To assay the stereochemical composition of the 1,3-BDO produced by the combination of DERA and AKR, we produced 1,3-BDO using 100 mM acetaldehyde as feedstock with 50 mM formate and 1 mM NADP+ to drive the reductive phase for 24 h. The enzyme loading was same as in the optimized system. After the reaction was complete, enzymes were removed by passage through a 3 KDa cut-off membrane (Amicon Ultra-15 3KDa). The flow-through was collected and 1,3-BDO concentration measured to be 31 mM using the GC-FID as described above. We then measured the rate of AKR oxidation of the product back to 3-HBal by adding 0.18 mg/mL AKR and 5 mM NADP+, monitoring NADPH production by absorbance at 340 nm. The rate was compared to the rate obtained for a series of standards with known stereochemical mixtures.at the same 1,3-BDO concentration as the product (31 mM).

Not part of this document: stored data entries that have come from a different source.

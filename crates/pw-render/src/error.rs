// error.rs - Error types for rendering and storing policy documents.

use std::path::PathBuf;

use pw_policy::{ErrorKind, PolicyError};
use thiserror::Error;

/// Errors raised while encoding or persisting a document artifact.
#[derive(Debug, Error)]
pub enum RenderError {
    /// The output directory could not be created.
    #[error("failed to create output directory {}: {source}", path.display())]
    CreateDir {
        path: PathBuf,
        #[source]
        source: std::io::Error,
    },

    /// Writing, syncing or promoting the artifact failed.
    #[error("failed to write document {}: {source}", path.display())]
    Write {
        path: PathBuf,
        #[source]
        source: std::io::Error,
    },

    /// The zip container could not be assembled.
    #[error("failed to build document container: {0}")]
    Container(#[from] zip::result::ZipError),

    /// Every versioned name for this artifact is already taken.
    #[error("no free filename for {base} after {attempts} attempts")]
    NameExhausted { base: String, attempts: u32 },

    /// A download request named something that is not a generated document.
    #[error("invalid document filename '{name}': {reason}")]
    InvalidFilename { name: String, reason: &'static str },

    /// The requested document does not exist.
    #[error("document not found: {}", path.display())]
    NotFound { path: PathBuf },
}

impl RenderError {
    pub fn kind(&self) -> ErrorKind {
        match self {
            RenderError::InvalidFilename { .. } | RenderError::NotFound { .. } => ErrorKind::Input,
            RenderError::CreateDir { .. }
            | RenderError::Write { .. }
            | RenderError::Container(_)
            | RenderError::NameExhausted { .. } => ErrorKind::Io,
        }
    }
}

/// Any failure of an end-to-end generation.
#[derive(Debug, Error)]
pub enum GenerationError {
    #[error(transparent)]
    Policy(#[from] PolicyError),

    #[error(transparent)]
    Render(#[from] RenderError),
}

impl GenerationError {
    pub fn kind(&self) -> ErrorKind {
        match self {
            GenerationError::Policy(e) => e.kind(),
            GenerationError::Render(e) => e.kind(),
        }
    }

    /// Only environment failures are worth retrying.
    pub fn is_retryable(&self) -> bool {
        self.kind() == ErrorKind::Io
    }
}

#[cfg(test)]
mod tests {
    use super::*;

    #[test]
    fn io_failures_are_retryable() {
        let err = GenerationError::from(RenderError::Write {
            path: PathBuf::from("/tmp/x.docx"),
            source: std::io::Error::new(std::io::ErrorKind::PermissionDenied, "denied"),
        });
        assert_eq!(err.kind(), ErrorKind::Io);
        assert!(err.is_retryable());
        assert!(err.to_string().contains("/tmp/x.docx"));
    }

    #[test]
    fn input_failures_are_not_retryable() {
        let err = GenerationError::from(PolicyError::MissingRequiredAnswer {
            question: "q23_byod".into(),
        });
        assert_eq!(err.kind(), ErrorKind::Input);
        assert!(!err.is_retryable());

        let bad_name = RenderError::InvalidFilename {
            name: "../etc/passwd".into(),
            reason: "path separators are not allowed",
        };
        assert_eq!(bad_name.kind(), ErrorKind::Input);
    }

    #[test]
    fn template_defects_keep_their_kind() {
        let err = GenerationError::from(PolicyError::UnknownVariant {
            topic: pw_policy::Topic::Byod,
            variant: "x".into(),
        });
        assert_eq!(err.kind(), ErrorKind::Template);
        assert!(!err.is_retryable());
    }
}
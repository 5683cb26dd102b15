// document.rs - The structured document tree handed to renderers.

use chrono::{DateTime, Utc};
use serde::{Deserialize, Serialize};

use crate::catalog::Topic;

pub const DOCUMENT_TITLE: &str = "Acceptable Use Policy";
pub const POLICY_TYPE: &str = "acceptable_use";

#[derive(Debug, Clone, PartialEq, Eq, Serialize, Deserialize)]
pub struct DocumentMetadata {
    pub title: String,
    pub organization: String,
    pub policy_type: String,
    pub layout_version: String,
    /// Long-form date printed in the document, e.g. "March 4, 2025".
    pub effective_date: String,
    pub generated_at: DateTime<Utc>,
    /// Role responsible for maintaining the policy.
    pub owner: String,
}

/// A clause after token substitution. Never mutated once built.
#[derive(Debug, Clone, PartialEq, Eq, Serialize, Deserialize)]
pub struct ResolvedClause {
    pub topic: Topic,
    pub variant: String,
    pub heading: String,
    pub text: String,
}

/// Rendering unit inside a clause.
#[derive(Debug, Clone, PartialEq, Eq)]
pub enum Block {
    Paragraph(String),
    Bullet(String),
}

impl ResolvedClause {
    /// Splits the text into paragraphs and bullet items.
    ///
    /// Blank lines separate paragraphs. Within a paragraph, lines starting
    /// with "- " become bullets and other consecutive lines are joined with
    /// a space.
    pub fn blocks(&self) -> Vec<Block> {
        let mut blocks = Vec::new();
        for chunk in self.text.split("\n\n") {
            let mut pending: Vec<&str> = Vec::new();
            for line in chunk.lines().map(str::trim).filter(|l| !l.is_empty()) {
                if let Some(item) = line.strip_prefix("- ") {
                    if !pending.is_empty() {
                        blocks.push(Block::Paragraph(pending.join(" ")));
                        pending.clear();
                    }
                    blocks.push(Block::Bullet(item.trim().to_string()));
                } else {
                    pending.push(line);
                }
            }
            if !pending.is_empty() {
                blocks.push(Block::Paragraph(pending.join(" ")));
            }
        }
        blocks
    }
}

#[derive(Debug, Clone, PartialEq, Eq, Serialize, Deserialize)]
pub struct Section {
    /// 1-based position in the document.
    pub number: u32,
    pub heading: String,
    pub clauses: Vec<ResolvedClause>,
}

#[derive(Debug, Clone, PartialEq, Eq, Serialize, Deserialize)]
pub struct DocumentTree {
    pub metadata: DocumentMetadata,
    pub sections: Vec<Section>,
}

impl DocumentTree {
    pub fn clauses(&self) -> impl Iterator<Item = &ResolvedClause> {
        self.sections.iter().flat_map(|s| s.clauses.iter())
    }

    pub fn clause(&self, topic: Topic) -> Option<&ResolvedClause> {
        self.clauses().find(|c| c.topic == topic)
    }

    pub fn clause_count(&self) -> usize {
        self.sections.iter().map(|s| s.clauses.len()).sum()
    }
}

#[cfg(test)]
mod tests {
    use super::*;

    fn clause(text: &str) -> ResolvedClause {
        ResolvedClause {
            topic: Topic::AcceptableUse,
            variant: "v".into(),
            heading: "h".into(),
            text: text.into(),
        }
    }

    #[test]
    fn blocks_split_paragraphs_and_bullets() {
        let c = clause("First paragraph.\n\nUsers must not:\n- do a\n- do b\n\nLast.");
        assert_eq!(
            c.blocks(),
            vec![
                Block::Paragraph("First paragraph.".into()),
                Block::Paragraph("Users must not:".into()),
                Block::Bullet("do a".into()),
                Block::Bullet("do b".into()),
                Block::Paragraph("Last.".into()),
            ]
        );
    }

    #[test]
    fn wrapped_lines_join_into_one_paragraph() {
        let c = clause("one\ntwo");
        assert_eq!(c.blocks(), vec![Block::Paragraph("one two".into())]);
    }

    #[test]
    fn empty_text_has_no_blocks() {
        assert!(clause("").blocks().is_empty());
    }
}
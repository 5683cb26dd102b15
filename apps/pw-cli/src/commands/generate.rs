// generate.rs - Compose, render and record one policy document.

use std::path::Path;

use pw_ledger::{DocumentDigest, GenerationLedger, GenerationRecord};
use pw_policy::{ErrorKind, POLICY_TYPE};
use pw_render::{GenerationError, GenerationResult, PolicyGenerator};
use serde::Serialize;

use crate::commands::{load_inputs, report_policy_error};
use crate::config::PwConfig;

#[derive(Serialize)]
struct GenerateOutput<'a> {
    #[serde(flatten)]
    result: &'a GenerationResult,
    download_url: String,
    record_id: String,
    document_sha256: &'a DocumentDigest,
}

pub fn execute(config: &PwConfig, profile: &Path, answers: &Path, json: bool) -> anyhow::Result<()> {
    let (profile, answers) = load_inputs(profile, answers)?;
    let org_key = profile.org_key().to_string();
    let company_name = profile.company_name.clone();

    let generator = PolicyGenerator::with_config(config.render_config());
    let result = match generator.generate(profile, &answers) {
        Ok(result) => result,
        Err(GenerationError::Policy(e)) if e.kind() == ErrorKind::Input => {
            report_policy_error(&e);
            anyhow::bail!("policy not generated: invalid answers");
        }
        Err(e) => return Err(e.into()),
    };

    let document_sha256 = DocumentDigest::of_document(&result.path)?;
    let mut record = GenerationRecord::new(
        org_key,
        company_name,
        POLICY_TYPE,
        result.filename.clone(),
        result.path.clone(),
        document_sha256.clone(),
        result.generated_at,
    );
    GenerationLedger::open(&config.ledger_path)?.append(&mut record)?;

    let download_url = config.download_url(&result.filename);
    if json {
        let output = GenerateOutput {
            result: &result,
            download_url,
            record_id: record.record_id.to_string(),
            document_sha256: &document_sha256,
        };
        println!("{}", serde_json::to_string_pretty(&output)?);
    } else {
        println!("Generated {}", result.filename);
        println!("  Path:      {}", result.path.display());
        println!("  Size:      {} bytes", result.size_bytes);
        println!("  Download:  {}", download_url);
        println!("  Record:    {}", record.record_id);
    }
    Ok(())
}
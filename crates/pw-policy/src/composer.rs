// composer.rs - End-to-end pure pipeline from questionnaire to document tree.
//
// profile check -> normalize -> validate -> resolve -> assemble.
// No step performs I/O, so the same inputs always yield the same tree.

use chrono::{DateTime, Utc};
use serde::Serialize;

use crate::answers::{AnswerModel, QuestionnaireAnswers};
use crate::assembler::{check_template, DocumentAssembler};
use crate::catalog::Catalog;
use crate::document::DocumentTree;
use crate::error::PolicyError;
use crate::profile::OrganizationProfile;
use crate::resolver::{ClauseResolver, ResolutionTrace};
use crate::validator::ConsistencyValidator;

/// A document tree plus the record of how it was produced.
#[derive(Debug, Clone, PartialEq, Eq, Serialize)]
pub struct Composition {
    pub tree: DocumentTree,
    pub trace: ResolutionTrace,
    /// Questions whose value came from a documented fallback.
    pub fallbacks: Vec<&'static str>,
}

#[derive(Debug, Clone, Default)]
pub struct PolicyComposer {
    catalog: Catalog,
    validator: ConsistencyValidator,
    assembler: DocumentAssembler,
}

impl PolicyComposer {
    pub fn new() -> Self {
        Self::default()
    }

    pub fn with_catalog(mut self, catalog: Catalog) -> Self {
        self.catalog = catalog;
        self
    }

    pub fn with_validator(mut self, validator: ConsistencyValidator) -> Self {
        self.validator = validator;
        self
    }

    pub fn with_assembler(mut self, assembler: DocumentAssembler) -> Self {
        self.assembler = assembler;
        self
    }

    pub fn catalog(&self) -> &Catalog {
        &self.catalog
    }

    pub fn validator(&self) -> &ConsistencyValidator {
        &self.validator
    }

    pub fn assembler(&self) -> &DocumentAssembler {
        &self.assembler
    }

    /// Normalize and validate without resolving clauses.
    pub fn prepare(
        &self,
        profile: OrganizationProfile,
        answers: &QuestionnaireAnswers,
    ) -> Result<AnswerModel, PolicyError> {
        let model = AnswerModel::normalize(profile, answers)?;
        self.validator.check(&model)?;
        Ok(model)
    }

    pub fn compose(
        &self,
        profile: OrganizationProfile,
        answers: &QuestionnaireAnswers,
        generated_at: DateTime<Utc>,
    ) -> Result<DocumentTree, PolicyError> {
        Ok(self.compose_with_trace(profile, answers, generated_at)?.tree)
    }

    pub fn compose_with_trace(
        &self,
        profile: OrganizationProfile,
        answers: &QuestionnaireAnswers,
        generated_at: DateTime<Utc>,
    ) -> Result<Composition, PolicyError> {
        let model = self.prepare(profile, answers)?;
        let resolution = ClauseResolver::new(&self.catalog).resolve_with_trace(&model)?;
        let tree = self
            .assembler
            .assemble(&model, &resolution.selections, generated_at)?;
        tracing::debug!(
            org = %model.profile().org_key(),
            clauses = tree.clause_count(),
            defaulted = resolution.trace.defaulted_topics().len(),
            "composed document tree"
        );
        Ok(Composition {
            tree,
            trace: resolution.trace,
            fallbacks: model.fallbacks(),
        })
    }

    /// Verifies every catalog template against the token providers.
    ///
    /// Intended for startup checks; `compose` reports the same defects
    /// lazily for the variants it actually selects.
    pub fn check_templates(&self) -> Result<(), PolicyError> {
        for entry in self.catalog.entries() {
            for variant in entry.variants {
                check_template(variant.template).map_err(|marker| PolicyError::UnresolvedToken {
                    topic: entry.topic,
                    variant: variant.id.to_string(),
                    token: marker.token,
                })?;
            }
        }
        Ok(())
    }
}
// record.rs - One ledger line per generated document.

use std::path::{Path, PathBuf};

use chrono::{DateTime, Utc};
use serde::{Deserialize, Serialize};
use uuid::Uuid;

use crate::digest::DocumentDigest;
use crate::error::LedgerError;

#[derive(Debug, Clone, PartialEq, Eq, Serialize, Deserialize)]
pub struct GenerationRecord {
    pub record_id: Uuid,
    pub org_key: String,
    pub company_name: String,
    /// e.g. "acceptable_use".
    pub policy_type: String,
    pub filename: String,
    pub document_path: PathBuf,
    pub document_sha256: DocumentDigest,
    /// When the document was generated; drives its filename.
    pub generated_at: DateTime<Utc>,
    /// When this record was appended.
    pub recorded_at: DateTime<Utc>,
    /// SHA-256 of the previous raw line. None for the first record.
    pub previous_hash: Option<String>,
}

impl GenerationRecord {
    pub fn new(
        org_key: impl Into<String>,
        company_name: impl Into<String>,
        policy_type: impl Into<String>,
        filename: impl Into<String>,
        document_path: impl Into<PathBuf>,
        document_sha256: DocumentDigest,
        generated_at: DateTime<Utc>,
    ) -> Self {
        Self {
            record_id: Uuid::new_v4(),
            org_key: org_key.into(),
            company_name: company_name.into(),
            policy_type: policy_type.into(),
            filename: filename.into(),
            document_path: document_path.into(),
            document_sha256,
            generated_at,
            recorded_at: Utc::now(),
            previous_hash: None,
        }
    }

    /// Fails with `DocumentModified` when the file at `path` is not the
    /// document this record describes.
    pub fn check_document(&self, path: &Path) -> Result<(), LedgerError> {
        let actual = DocumentDigest::of_document(path)?;
        if actual == self.document_sha256 {
            return Ok(());
        }
        tracing::warn!(
            record = %self.record_id,
            file = %self.filename,
            recorded = %self.document_sha256,
            actual = %actual,
            "generated document differs from its record"
        );
        Err(LedgerError::DocumentModified {
            filename: self.filename.clone(),
            recorded: self.document_sha256.to_string(),
            actual: actual.to_string(),
        })
    }
}

#[cfg(test)]
mod tests {
    use super::*;

    fn record_for(path: &Path, bytes: &[u8]) -> GenerationRecord {
        GenerationRecord::new(
            "acme",
            "Acme Co",
            "acceptable_use",
            "Acme_Co.docx",
            path,
            DocumentDigest::of_bytes(bytes),
            Utc::now(),
        )
    }

    #[test]
    fn untouched_document_passes() {
        let dir = tempfile::tempdir().unwrap();
        let path = dir.path().join("Acme_Co.docx");
        std::fs::write(&path, b"original").unwrap();
        assert!(record_for(&path, b"original").check_document(&path).is_ok());
    }

    #[test]
    fn edited_document_is_reported_with_both_digests() {
        let dir = tempfile::tempdir().unwrap();
        let path = dir.path().join("Acme_Co.docx");
        std::fs::write(&path, b"edited").unwrap();
        let record = record_for(&path, b"original");

        match record.check_document(&path).unwrap_err() {
            LedgerError::DocumentModified { filename, recorded, actual } => {
                assert_eq!(filename, "Acme_Co.docx");
                assert_eq!(recorded, DocumentDigest::of_bytes(b"original").to_string());
                assert_eq!(actual, DocumentDigest::of_bytes(b"edited").to_string());
            }
            other => panic!("unexpected error {:?}", other),
        }
    }

    #[test]
    fn missing_document_is_unreadable() {
        let dir = tempfile::tempdir().unwrap();
        let path = dir.path().join("gone.docx");
        let err = record_for(&path, b"x").check_document(&path).unwrap_err();
        assert!(matches!(err, LedgerError::DocumentUnreadable { .. }));
    }
}
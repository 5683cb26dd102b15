// validate.rs - Normalize, check and resolve without rendering.

use std::path::Path;

use pw_policy::{ClauseResolver, ErrorKind, PolicyComposer};

use crate::commands::{load_inputs, report_policy_error};

pub fn execute(profile: &Path, answers: &Path) -> anyhow::Result<()> {
    let (profile, answers) = load_inputs(profile, answers)?;
    let composer = PolicyComposer::new();

    let model = match composer.prepare(profile, &answers) {
        Ok(model) => model,
        Err(e) if e.kind() == ErrorKind::Input => {
            report_policy_error(&e);
            anyhow::bail!("answers are not valid");
        }
        Err(e) => return Err(e.into()),
    };
    let resolution = ClauseResolver::new(composer.catalog()).resolve_with_trace(&model)?;

    println!(
        "Answers valid for {} ({}).",
        model.profile().company_name,
        model.size_class()
    );
    let fallbacks = model.fallbacks();
    if fallbacks.is_empty() {
        println!("No fallbacks applied.");
    } else {
        println!("Fallbacks applied: {}", fallbacks.join(", "));
    }
    println!();
    println!("{:<26} {:<28} RULE", "TOPIC", "VARIANT");
    println!("{}", "-".repeat(80));
    for selection in &resolution.selections {
        println!(
            "{:<26} {:<28} {}",
            selection.topic.id(),
            selection.variant.id,
            selection.matched_rule.as_deref().unwrap_or("(default)"),
        );
    }
    Ok(())
}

ADH and AKR kinetic parameters

Michaelis–Menten kinetic parameters were obtained using 1% ethanol for ADH or 1% (R,S) 1,3-BDO for AKR. We used 0 to 2.5 mM NAD+ or NADP+ for ADH and 0 to 5 mM cofactors for AKR. Initial rates of reactions were recorded at room temperature in General Buffer by measuring absorbance at 340 nm spectroscopy. Rate-concentration curves were fit to a Michaelis–Menten kinetic model to obtain kinetic parameters.